Le blog à Garfieldd n'était pas intitulé le blog d'un proviseur. Si ses lecteurs connaissaient son métier, c'est que comme d'autres il y parlait de lui, de son métier, de ses interrogations.
Ce weblog a été découvert par de ses relations professionnelles, qui l'ont fait circuler.
Parce qu'il a été jugé que ce site ne convenait pas à sa fonction, Garfieldd a été révoqué. La plus haute sanction pour un fonctionnaire.
Et puis des articles sont parus dans des journaux, certains reprenant un peu trop rapidement l'accusation de pornographie qui justifie la sentence.

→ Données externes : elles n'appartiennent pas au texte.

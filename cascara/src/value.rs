//! The tagged runtime value that occupies operand-stack slots and locals.

use cascara_base::types;

use crate::heap::ObjRef;

/// A Java value. `Int` carries boolean, byte, char, short and int uniformly
/// widened to 64 bits; `Long` and `Double` are category 2 and occupy two
/// consecutive operand-stack slots. `Ref(None)` is Java `null`.
#[derive(Debug, Clone, Copy, PartialEq)]
pub enum JavaValue {
    Int(i64),
    Long(i64),
    Float(f64),
    Double(f64),
    Ref(Option<ObjRef>),
    /// `jsr`/`ret` return address
    RetAddr(u32),
}

impl JavaValue {
    pub const NULL: JavaValue = JavaValue::Ref(None);

    #[must_use]
    pub fn is_category2(&self) -> bool {
        matches!(self, JavaValue::Long(_) | JavaValue::Double(_))
    }

    /// The value as an integer, accepting any of the int-repr widths.
    #[must_use]
    pub fn as_int(&self) -> Option<i64> {
        match self {
            JavaValue::Int(v) | JavaValue::Long(v) => Some(*v),
            _ => None,
        }
    }

    #[must_use]
    pub fn as_float(&self) -> Option<f64> {
        match self {
            JavaValue::Float(v) | JavaValue::Double(v) => Some(*v),
            _ => None,
        }
    }

    /// The value as a reference; `Some(None)` is a null reference.
    #[must_use]
    pub fn as_ref(&self) -> Option<Option<ObjRef>> {
        match self {
            JavaValue::Ref(r) => Some(*r),
            _ => None,
        }
    }

    #[must_use]
    pub fn is_null(&self) -> bool {
        matches!(self, JavaValue::Ref(None))
    }

    /// The zero value for a field/descriptor type tag.
    #[must_use]
    pub fn default_for_tag(tag: &str) -> JavaValue {
        match tag {
            types::LONG => JavaValue::Long(0),
            types::DOUBLE => JavaValue::Double(0.0),
            types::FLOAT => JavaValue::Float(0.0),
            types::INT | types::BOOL | types::BYTE | types::CHAR | types::SHORT => {
                JavaValue::Int(0)
            }
            _ => JavaValue::NULL,
        }
    }
}

#[cfg(test)]
mod tests {
    use super::JavaValue;

    #[test]
    fn categories() {
        assert!(JavaValue::Long(1).is_category2());
        assert!(JavaValue::Double(1.0).is_category2());
        assert!(!JavaValue::Int(1).is_category2());
        assert!(!JavaValue::NULL.is_category2());
    }

    #[test]
    fn defaults() {
        assert_eq!(JavaValue::default_for_tag("J"), JavaValue::Long(0));
        assert_eq!(JavaValue::default_for_tag("I"), JavaValue::Int(0));
        assert_eq!(JavaValue::default_for_tag("Z"), JavaValue::Int(0));
        assert_eq!(
            JavaValue::default_for_tag("Ljava/lang/String;"),
            JavaValue::NULL
        );
    }
}
//! Execution bootstrap: resolve the entry point, push the `main` frame on a
//! fresh thread, run the interpreter, and map the outcome to an exit code.

use std::sync::Arc;

use crate::exceptions::{self, ExceptionKind};
use crate::frame::Frame;
use crate::interp::{self, RunOutcome};
use crate::mtable::{MTEntry, MethodTable};
use crate::value::JavaValue;
use crate::{ExitStatus, Vm};

pub const MAIN_DESC: &str = "([Ljava/lang/String;)V";

/// Run `class_name.main` to completion. The method table must already hold
/// the entry point (classes are loaded by an external collaborator).
pub fn start_exec(vm: &mut Vm, class_name: &str, trace: bool) -> ExitStatus {
    let key = MethodTable::method_key(class_name, "main", MAIN_DESC);
    let main_method = match vm.mtable.lookup(&key) {
        Some(MTEntry::Bytecode(method)) => Arc::clone(method),
        _ => {
            // No frame exists yet; this takes the short abort path
            return exceptions::minimal_abort(
                &vm.conf,
                ExceptionKind::ClassNotFoundException,
                &format!("Class not found: {}.main()", class_name),
            );
        }
    };

    let trace = trace || vm.conf.trace_instructions;
    let mut thread = vm.threads.create(trace, vm.conf.max_frame_depth);
    let main_class = vm.class_names.intern_str(class_name);
    let mut frame = Frame::new_bytecode(main_class, main_method, thread.id);
    // main(String[] args): no CLI surface is wired, args arrive null
    if !frame.locals.is_empty() {
        frame.locals[0] = JavaValue::NULL;
    }
    if thread.frames.push(frame).is_err() {
        vm.threads.remove(thread.id);
        return ExitStatus::JvmInternal;
    }

    let outcome = interp::run_thread(vm, &mut thread);
    vm.threads.remove(thread.id);

    match outcome {
        Ok(RunOutcome::Completed) => ExitStatus::Ok,
        Ok(RunOutcome::Uncaught) => ExitStatus::JvmException,
        Err(fault) => {
            if vm.conf.test_mode {
                tracing::error!("VM internal fault: {}", fault);
            } else {
                eprintln!("VM internal fault: {}", fault);
            }
            ExitStatus::JvmInternal
        }
    }
}

#[cfg(test)]
mod tests {
    use cascara_base::op;

    use super::start_exec;
    use crate::testutil::{test_vm, MethodBuilder};
    use crate::ExitStatus;

    #[test]
    fn normal_termination() {
        let mut vm = test_vm();
        MethodBuilder::static_method("Main", "main", super::MAIN_DESC)
            .code(&[op::ICONST_2, op::ICONST_3, op::IADD, op::POP, op::RETURN])
            .register(&mut vm);
        assert_eq!(start_exec(&mut vm, "Main", false), ExitStatus::Ok);
    }

    #[test]
    fn uncaught_exception_exit_code() {
        let mut vm = test_vm();
        MethodBuilder::static_method("Main", "main", super::MAIN_DESC)
            .code(&[op::ICONST_1, op::ICONST_0, op::IDIV, op::POP, op::RETURN])
            .register(&mut vm);
        assert_eq!(start_exec(&mut vm, "Main", false), ExitStatus::JvmException);
    }

    #[test]
    fn missing_entry_point_aborts() {
        let mut vm = test_vm();
        assert_eq!(
            start_exec(&mut vm, "NoSuchClass", false),
            ExitStatus::AppException
        );
    }
}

C'est là que la contre-rumeur a commencé à enfler. Rapidement l'indignation a traversé et réveillé la blogosphère. Et de nombreuses voix se sont élévées pour soutenir Garfieldd. Bien que fermé, le blog à Garfieldd n'a jamais été aussi lu et commenté. Parce que sur internet quand un site est fermé, il en reste des caches, des photocopies librement accessibles.
Chryde : Cette fois, on a eu des gens pour raconter. Des gens qui l'ont lu, ce blog, avant qu'il ne soit mis hors ligne. Des gens qui en ont parlé volontairement sur leurs blogs, sans l'incitation ni l'excitation des caméras, des gens dont la réaction est aussi spontanée que réfléchie, des "spécialistes impromptus". Qui ont su se faire entendre avant que les caméras ne courent autour d'un vide.
Une pétition qui sera adressée au ministre de l'éducation est mise en place.
Le weblog est utilisé comme canal direct pour apostropher des personnes responsables. Le journal d'un avocat propose une Lettre à Gille résumant la situation.

Difficile de savoir avec certitude une relation de causalité, un communiqué signale que le ministre arrêtera prochainement une décision mieux proportionnée à la faute commise par ce fonctionnaire.
Parler de son travail et de son amour des hommes sur un même site.